Saturday, February 14, 2009

Vintage Pattern Eye Candy

NOTICE: I have moved this blog over to - please update your bookmarks and RSS feed readers. I'm finding posting the same thing in both blogs to be a lot more work than I thought, so I may only do this once more before I quit updating this one.

Life has gotten in the way this week - sadly I've got nothing of my own projects to show, so I'm bringing back the "3 random vintage patterns in my stash" post! Like I need an excuse to play with them ;).

McCall's 3988, size 14, bust 34, 1956. I really like the collar on this one (sans lace).  The skirt is actually 3 rectangles, pleated into the bodice - surprisingly the dress only calls for 3 7/8 to 4 5/8 yards of fabric depending on view and width (the latter being the sleeved version with 35" wide fabric) - I was expecting > 5 with that poof!  The bodice has both underarm darts and pleats at the waist - which I guess would be why they are recommending really light weight fabrics (cotton shears, printed silk or cotton, linen, broadcloth, etc) - the unstitched pleats would pop out in a heavier weight fabric.  But couldn't you see view B in a medium weight wool?

Butterick 1879, size 15, bust 33 (why yes, we did just go up a size and down a measurement! could be because it's labelled a "Junior Miss Wedding Gown and Veil"), no date, unprinted pattern priced at 25 cents on the instruction sheet, but 50 cents on the pattern envelope!  It came in an envelope hand addressed to "Mrs. John C. Crouse" with the only address as "Town".  At least I think that's what it says.  Return address "Education Department, Women's Missionary Society of the United Lutheran Church in America, 723 Muhlenberg Bldg. (1228 Spruce St.), Philadelphia, PA" - I wonder if the Society actually sold Butterick patterns, or if someone was using office stationary to give something to a friend ;).
Butterick 4366, size small (12-14, bust 30-32), no date, unprinted pattern, also listed as 50 cents on the envelope, but the style of both the envelope and instruction sheet is different from the wedding dress.  Could be different "lines", but I'm thinking different years as well.  Described as "(A)Long cape for evening wear has a deep V yoke in back.  Attached hood has a face-framing cuff effect. (B)Shorter length cape for daytime wear. (C)This version is suitable for rainwear in a plastic fabric.  All are "Quick and Easy" to sew." Ah, I missed the little sketch of the woman in her plastic raincoat and rubber boots!   Can you imagine trying to get plastic through a Singer sewing machine?

This might actually have been a bad idea - who wants to make boring wool pants now?

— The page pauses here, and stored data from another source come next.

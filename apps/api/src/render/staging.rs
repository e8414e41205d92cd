//! Resource Stager — materializes the bundled resource archive for a request.
//!
//! Local mode extracts a fresh copy into every workspace. Server mode extracts once into
//! a shared directory the first time it is asked to and then only points workspaces at
//! it; requests never write there afterwards.

use std::fs::{self, File};
use std::io;
use std::path::{Path, PathBuf};

use once_cell::sync::OnceCell;
use tracing::{debug, info};
use zip::ZipArchive;

use crate::render::error::PipelineError;
use crate::render::workspace::Workspace;

/// Name of the archive copy placed inside a local-mode workspace.
const LOCAL_ARCHIVE_NAME: &str = "bundled-resources.zip";

#[derive(Debug, Clone, Copy, PartialEq, Eq)]
pub enum StagingMode {
    Local,
    Server,
}

#[derive(Debug)]
pub struct ResourceStager {
    mode: StagingMode,
    /// The archive shipped with the service.
    bundled_archive: PathBuf,
    /// Server mode only: where the archive is copied before extraction.
    server_archive: PathBuf,
    /// Server mode only: the shared extraction target.
    shared_directory: PathBuf,
    shared: OnceCell<PathBuf>,
}

impl ResourceStager {
    pub fn local(bundled_archive: impl Into<PathBuf>) -> Self {
        Self {
            mode: StagingMode::Local,
            bundled_archive: bundled_archive.into(),
            server_archive: PathBuf::new(),
            shared_directory: PathBuf::new(),
            shared: OnceCell::new(),
        }
    }

    pub fn server(
        bundled_archive: impl Into<PathBuf>,
        server_archive: impl Into<PathBuf>,
        shared_directory: impl Into<PathBuf>,
    ) -> Self {
        Self {
            mode: StagingMode::Server,
            bundled_archive: bundled_archive.into(),
            server_archive: server_archive.into(),
            shared_directory: shared_directory.into(),
            shared: OnceCell::new(),
        }
    }

    /// True once server-mode resources have been extracted.
    #[cfg(test)]
    pub fn is_shared_ready(&self) -> bool {
        self.shared.get().is_some()
    }

    /// Stages resources for `workspace` and records where they ended up.
    ///
    /// Must complete before the document pipeline writes anything into the workspace.
    pub fn stage(&self, workspace: &mut Workspace) -> Result<(), PipelineError> {
        match self.mode {
            StagingMode::Local => {
                let archive = workspace.root_directory.join(LOCAL_ARCHIVE_NAME);
                materialize(&self.bundled_archive, &archive, &workspace.resource_directory)?;
                info!(
                    request_id = workspace.request_id,
                    resources = %workspace.resource_directory.display(),
                    "Resources staged"
                );
            }
            StagingMode::Server => {
                let shared = self.stage_shared()?;
                workspace.resource_directory = shared.to_path_buf();
                debug!(
                    request_id = workspace.request_id,
                    resources = %shared.display(),
                    "Using shared resources"
                );
            }
        }
        Ok(())
    }

    /// Extracts the shared resource tree on first call; later calls return the cached path.
    pub fn stage_shared(&self) -> Result<&Path, PipelineError> {
        let path = self.shared.get_or_try_init(|| {
            materialize(
                &self.bundled_archive,
                &self.server_archive,
                &self.shared_directory,
            )?;
            info!(
                resources = %self.shared_directory.display(),
                "Shared resources staged"
            );
            Ok::<_, PipelineError>(self.shared_directory.clone())
        })?;
        Ok(path.as_path())
    }
}

/// Copies `source` to `archive` (replacing whatever was there) and fully extracts it
/// into `destination`.
fn materialize(source: &Path, archive: &Path, destination: &Path) -> Result<(), PipelineError> {
    fs::create_dir_all(destination)
        .map_err(|e| PipelineError::io_at("create resource directory", destination, e))?;

    if source != archive {
        match fs::remove_file(archive) {
            Ok(()) => {}
            Err(e) if e.kind() == io::ErrorKind::NotFound => {}
            Err(e) => return Err(PipelineError::io_at("delete stale archive", archive, e)),
        }
        if let Some(parent) = archive.parent() {
            fs::create_dir_all(parent)
                .map_err(|e| PipelineError::io_at("create archive directory", parent, e))?;
        }
        fs::copy(source, archive).map_err(|e| {
            PipelineError::io(
                format!(
                    "failed to copy resource archive {} to {}",
                    source.display(),
                    archive.display()
                ),
                e,
            )
        })?;
    }

    let file = File::open(archive).map_err(|e| PipelineError::io_at("open", archive, e))?;
    let mut bundle = ZipArchive::new(file).map_err(|source| PipelineError::Archive {
        path: archive.to_path_buf(),
        source,
    })?;
    bundle
        .extract(destination)
        .map_err(|source| PipelineError::Archive {
            path: archive.to_path_buf(),
            source,
        })
}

Saturday, February 07, 2009

SWAP #4, and New Blog


I've been playing around over at, and I really like some of the features there - so I've imported this blog to! I'll continue to update both blogs for the rest of the month to hopefully catch everybody who reads, so if you have an RSS feeder (like Bloglines or Google Reader), you'll want to take this one off when you add the wordpress version, or you'll end up with double posts for a little while.

So back to our regularly scheduled horrible winter light pics (actually it turned out to be horrible winter twilight pics, because I was just that slow with the hand stitching!)...

SWAP Item #4 is done!! No, don't revise your impression of my sewing speed, this piece was cut out prior to this week, and as an unlined skirt, it's probably the simplest piece of the whole plan! (I may have to revise that plan...).

I was very happy to be able to squeeze an ankle length skirt out of the same brown wool as a pair of pants (also cut out, next on the list) - in the storyboard I had this drawn as a knee length half-circle skirt because I didn't think it was possible. I definitely wear ankle-length skirts more. This is an 8-gore flared skirt I drafted long ago - I made a 6-gore version of it about 4 years ago now. This will replace a tan poly skirt I bought at Le Chateau even longer ago!

Since the SWAP theme is heavy on the practicality, it was important to me that all my bottoms at least had pockets. This time I used the same in-seam waistband pocket that worked out so well in the skorts I made for the June Capsule Contest:

Similar style shot as it would look with the tops and vest I have planned for the SWAP:

And - SHOCK - there was no drama with this one!! Yeah, the yoke seams had to be taken in, and the length was too long (things that really shouldn't happen when you've drafted it for you specifically ;) ), but there's no problem fixing that. Just a nice skirt that went together almost without complaint. YEAH! Fingers crossed for the next 7!!

Now, I have been knitting during all of this. Quite a bit actually. Most of it has to remain secret, and the one thing I have finished, I don't want to show you:

One fair isle sock done!! But if I show it to you, what will be the big deal when I get through the second one? And we all know the second one is harder ;).

Now I have to decide whether to continue with the brown wool pants (pros: already cut out, would get the semi-dreaded last pair of pants out of the way, could always use more wool in this weather!) or dive in to something new - plaid buttoned top with puffed sleeves? The mint and chocolate 3/4 sleeved t-shirt?